Both the line with "contiguous segments of" and the line with "100.0000000001 m at" in the records below must appear in the output, along with every line between them, exactly and with nothing added.

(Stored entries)
--------------------------------
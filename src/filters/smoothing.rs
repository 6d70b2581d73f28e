use std::collections::VecDeque;
use std::f64::consts::PI;

/// Causal Hann-window smoothing for the vertical-acceleration channel.
/// Acts as the low-pass half of the roughness band-pass.
pub struct HannSmoother {
    window: VecDeque<f64>,
    /// `weights[k]` holds the normalized window for `k + 1` buffered samples
    weights: Vec<Vec<f64>>,
}

impl HannSmoother {
    /// Create a smoother over the last `window_size` samples (1 = passthrough)
    pub fn new(window_size: usize) -> Self {
        let window_size = window_size.max(1);
        HannSmoother {
            window: VecDeque::with_capacity(window_size),
            weights: (1..=window_size).map(hann_weights).collect(),
        }
    }

    /// Push a sample and return the smoothed value
    pub fn apply(&mut self, value: f64) -> f64 {
        if self.window.len() == self.weights.len() {
            self.window.pop_front();
        }
        self.window.push_back(value);

        let weights = &self.weights[self.window.len() - 1];
        self.window.iter().zip(weights).map(|(v, w)| v * w).sum()
    }

    pub fn window_size(&self) -> usize {
        self.weights.len()
    }

    pub fn len(&self) -> usize {
        self.window.len()
    }

    pub fn is_empty(&self) -> bool {
        self.window.is_empty()
    }
}

/// Normalized Hann weights `0.5 - 0.5·cos(2πi / (n-1))`. The endpoints are
/// zero, so n = 2 falls back to a plain average.
fn hann_weights(n: usize) -> Vec<f64> {
    match n {
        0 | 1 => vec![1.0],
        2 => vec![0.5, 0.5],
        _ => {
            let raw: Vec<f64> = (0..n)
                .map(|i| 0.5 - 0.5 * (2.0 * PI * i as f64 / (n - 1) as f64).cos())
                .collect();
            let sum: f64 = raw.iter().sum();
            raw.iter().map(|w| w / sum).collect()
        }
    }
}

/// Smooth a whole series with a fresh [`HannSmoother`].
pub fn smooth(values: &[f64], window_size: usize) -> Vec<f64> {
    if window_size <= 1 {
        return values.to_vec();
    }
    let mut smoother = HannSmoother::new(window_size);
    values.iter().map(|v| smoother.apply(*v)).collect()
}

#[cfg(test)]
mod tests {
    use super::*;

    #[test]
    fn test_single_value() {
        let mut smoother = HannSmoother::new(9);
        assert_eq!(smoother.apply(5.0), 5.0);
    }

    #[test]
    fn test_two_values() {
        let mut smoother = HannSmoother::new(9);
        smoother.apply(2.0);
        let result = smoother.apply(4.0);
        assert!((result - 3.0).abs() < 0.001);
    }

    #[test]
    fn test_window_wrapping() {
        let mut smoother = HannSmoother::new(2);
        smoother.apply(1.0);
        smoother.apply(2.0);
        let result = smoother.apply(3.0);
        assert_eq!(smoother.len(), 2);
        assert_eq!(smoother.window_size(), 2);
        assert!((result - 2.5).abs() < 0.001);
    }

    #[test]
    fn test_constant_series_unchanged() {
        let out = smooth(&[1.5; 20], 9);
        assert!(out.iter().all(|v| (v - 1.5).abs() < 1e-12));
    }

    #[test]
    fn test_attenuates_alternating_signal() {
        let input: Vec<f64> = (0..50).map(|i| if i % 2 == 0 { 1.0 } else { -1.0 }).collect();
        let out = smooth(&input, 9);
        // steady state of an odd-length Hann window on a Nyquist tone is small
        assert!(out[40].abs() < 0.2);
    }

    #[test]
    fn test_window_one_is_passthrough() {
        let input = [1.0, -2.0, 3.0];
        assert_eq!(smooth(&input, 1), input.to_vec());
    }
}
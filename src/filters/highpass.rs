//! First-order RC high-pass filter for irregularly sampled signals.
//!
//! The coefficient is recomputed per step from the actual Δt, so logger
//! jitter does not shift the cutoff: `α = RC / (RC + Δt)`,
//! `y[i] = α · (y[i-1] + x[i] - x[i-1])`.

#[derive(Debug, Clone)]
pub struct HighPassFilter {
    /// Time constant RC = 1 / (2π f_c), seconds
    rc: f64,
    prev_input: Option<f64>,
    prev_output: f64,
}

impl HighPassFilter {
    /// `cutoff_hz <= 0` builds a passthrough filter.
    pub fn new(cutoff_hz: f64) -> Self {
        let rc = if cutoff_hz > 0.0 {
            1.0 / (2.0 * std::f64::consts::PI * cutoff_hz)
        } else {
            f64::INFINITY
        };
        Self {
            rc,
            prev_input: None,
            prev_output: 0.0,
        }
    }

    pub fn is_passthrough(&self) -> bool {
        self.rc.is_infinite()
    }

    /// Filter one sample taken `dt` seconds after the previous one.
    pub fn apply(&mut self, input: f64, dt: f64) -> f64 {
        if self.is_passthrough() {
            return input;
        }
        let output = match self.prev_input {
            // seed with the first sample so a centered signal starts without a step
            None => input,
            Some(prev) => {
                let alpha = self.rc / (self.rc + dt.max(0.0));
                alpha * (self.prev_output + input - prev)
            }
        };
        self.prev_input = Some(input);
        self.prev_output = output;
        output
    }

    pub fn reset(&mut self) {
        self.prev_input = None;
        self.prev_output = 0.0;
    }
}

/// Filter a series sampled at `times` (seconds, non-decreasing).
pub fn highpass(values: &[f64], times: &[f64], cutoff_hz: f64) -> Vec<f64> {
    let mut filter = HighPassFilter::new(cutoff_hz);
    let mut prev_t = times.first().copied().unwrap_or(0.0);
    values
        .iter()
        .zip(times)
        .map(|(v, t)| {
            let dt = t - prev_t;
            prev_t = *t;
            filter.apply(*v, dt)
        })
        .collect()
}
//! Roughness calculator.
//!
//! Signal chain per trip: remove the trip mean from the vertical channel,
//! first-order high-pass (default 0.5 Hz), optional Hann smoothing. Per
//! segment: IRI [m/km] = calibration × RMS [m/s²] of the filtered samples
//! inside the segment.
//!
//! Segmentation: `ceil(total / L)` contiguous segments of length `L`, the
//! last one possibly shorter. A trailing segment shorter than
//! `min_trailing_fraction · L` is merged into its predecessor.

use crate::config::RoughnessConfig;
use crate::distance::{distance_profile, DistanceProfile};
use crate::error::{IriError, Result};
use crate::filters::{highpass, smooth};
use crate::stats::{mean, rms};
use crate::types::{DistanceSource, ProcessedSample, Segment, SegmentRoughness};

/// Slack when dividing the trip into segments, so 100.0000000001 m at
/// L = 25 m still gives four segments.
const SEGMENT_COUNT_EPSILON: f64 = 1e-9;
/// Upper bound on segments per trip; 1 m segments over 1000 km.
pub const MAX_SEGMENTS: usize = 1_000_000;

#[derive(Clone, Debug)]
pub struct RoughnessOutput {
    pub segments: Vec<SegmentRoughness>,
    pub sampling_rate: f64,
    pub estimated_speed: f64,
    pub total_distance: f64,
    pub distance_source: DistanceSource,
}

impl RoughnessOutput {
    pub fn iri_values(&self) -> Vec<f64> {
        self.segments.iter().filter_map(|s| s.iri).collect()
    }
}

/// (count − 1) / duration
pub fn sampling_rate(count: usize, duration: f64) -> Result<f64> {
    if count < 2 || !(duration > 0.0) || !duration.is_finite() {
        return Err(IriError::InsufficientData(format!(
            "cannot derive sampling rate from {count} samples over {duration} s"
        )));
    }
    Ok((count - 1) as f64 / duration)
}

/// Partition the distance axis into contiguous segments and resolve each
/// segment's sample range. `distances` must be non-decreasing.
pub fn segment_bounds(
    distances: &[f64],
    segment_length: f64,
    min_trailing_fraction: f64,
) -> Result<Vec<Segment>> {
    if !(segment_length.is_finite() && segment_length > 0.0) {
        return Err(IriError::DegenerateSegmentation(format!(
            "segment length must be positive, got {segment_length}"
        )));
    }
    let total = distances.last().copied().unwrap_or(0.0);
    if !(total > 0.0) {
        return Err(IriError::DegenerateSegmentation(
            "trip covers no distance".into(),
        ));
    }

    let raw_count = (total / segment_length - SEGMENT_COUNT_EPSILON).ceil();
    if !(raw_count <= MAX_SEGMENTS as f64) {
        return Err(IriError::DegenerateSegmentation(format!(
            "{total:.1} m at {segment_length} m per segment exceeds {MAX_SEGMENTS} segments"
        )));
    }
    let mut count = (raw_count as usize).max(1);
    let trailing = total - (count - 1) as f64 * segment_length;
    if count > 1 && trailing < min_trailing_fraction * segment_length {
        log::debug!(
            "merging {:.2} m trailing segment into segment {}",
            trailing,
            count - 2
        );
        count -= 1;
    }

    let n = distances.len();
    let segments = (0..count)
        .map(|k| {
            let start_distance = k as f64 * segment_length;
            let is_last = k + 1 == count;
            let end_distance = if is_last {
                total
            } else {
                (k + 1) as f64 * segment_length
            };
            let start_index = distances.partition_point(|d| *d < start_distance);
            let end_index = if is_last {
                n
            } else {
                distances.partition_point(|d| *d < end_distance)
            };
            Segment {
                index: k,
                start_distance,
                length: end_distance - start_distance,
                start_index,
                end_index,
                center_index: start_index + end_index.saturating_sub(start_index) / 2,
                coordinate: None,
            }
        })
        .collect();
    Ok(segments)
}

/// Mean-removed, high-passed and optionally smoothed vertical channel.
pub fn filtered_signal(samples: &[ProcessedSample], config: &RoughnessConfig) -> Vec<f64> {
    let vertical: Vec<f64> = samples.iter().map(|s| s.vertical).collect();
    let times: Vec<f64> = samples.iter().map(|s| s.time).collect();
    let offset = mean(&vertical);
    let centered: Vec<f64> = vertical.iter().map(|v| v - offset).collect();
    let filtered = highpass(&centered, &times, config.highpass_cutoff_hz);
    smooth(&filtered, config.smoothing_window)
}

/// Score each segment. Segments without samples get `iri = None`.
pub fn score_segments(
    segments: Vec<Segment>,
    signal: &[f64],
    calibration: f64,
) -> Vec<SegmentRoughness> {
    segments
        .into_iter()
        .map(|segment| {
            let end = segment.end_index.min(signal.len());
            let start = segment.start_index.min(end);
            let rms = rms(&signal[start..end]);
            SegmentRoughness {
                iri: rms.map(|r| r * calibration),
                rms,
                segment,
            }
        })
        .collect()
}

/// Compute per-segment roughness for a cleaned trace.
pub fn calculate(
    samples: &[ProcessedSample],
    duration: f64,
    segment_length: f64,
    config: &RoughnessConfig,
) -> Result<RoughnessOutput> {
    let rate = sampling_rate(samples.len(), duration)?;
    let DistanceProfile {
        distances,
        speed,
        source,
    } = distance_profile(samples, config)?;
    let total_distance = distances.last().copied().unwrap_or(0.0);

    let segments = segment_bounds(&distances, segment_length, config.min_trailing_fraction)?;
    let signal = filtered_signal(samples, config);
    let scored = score_segments(segments, &signal, config.calibration);

    let degenerate = scored.iter().filter(|s| s.iri.is_none()).count();
    if degenerate == scored.len() {
        return Err(IriError::DegenerateSegmentation(format!(
            "none of {} segments contains samples",
            scored.len()
        )));
    }
    if degenerate > 0 {
        log::warn!(
            "{} of {} segments contain no samples (GPS jumps longer than {} m?)",
            degenerate,
            scored.len(),
            segment_length
        );
    }

    Ok(RoughnessOutput {
        segments: scored,
        sampling_rate: rate,
        estimated_speed: speed,
        total_distance,
        distance_source: source,
    })
}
--------------------------------
- _SOLUTION FOR THIS EXERCISE_:
//! Segmentation: `ceil(total / L)` contiguous segments of length `L`, the
//! last one possibly shorter. A trailing segment shorter than
//! `min_trailing_fraction · L` is merged into its predecessor.

use crate::config::RoughnessConfig;
use crate::distance::{distance_profile, DistanceProfile};
use crate::error::{IriError, Result};
use crate::filters::{highpass, smooth};
use crate::stats::{mean, rms};
use crate::types::{DistanceSource, ProcessedSample, Segment, SegmentRoughness};

/// Slack when dividing the trip into segments, so 100.0000000001 m at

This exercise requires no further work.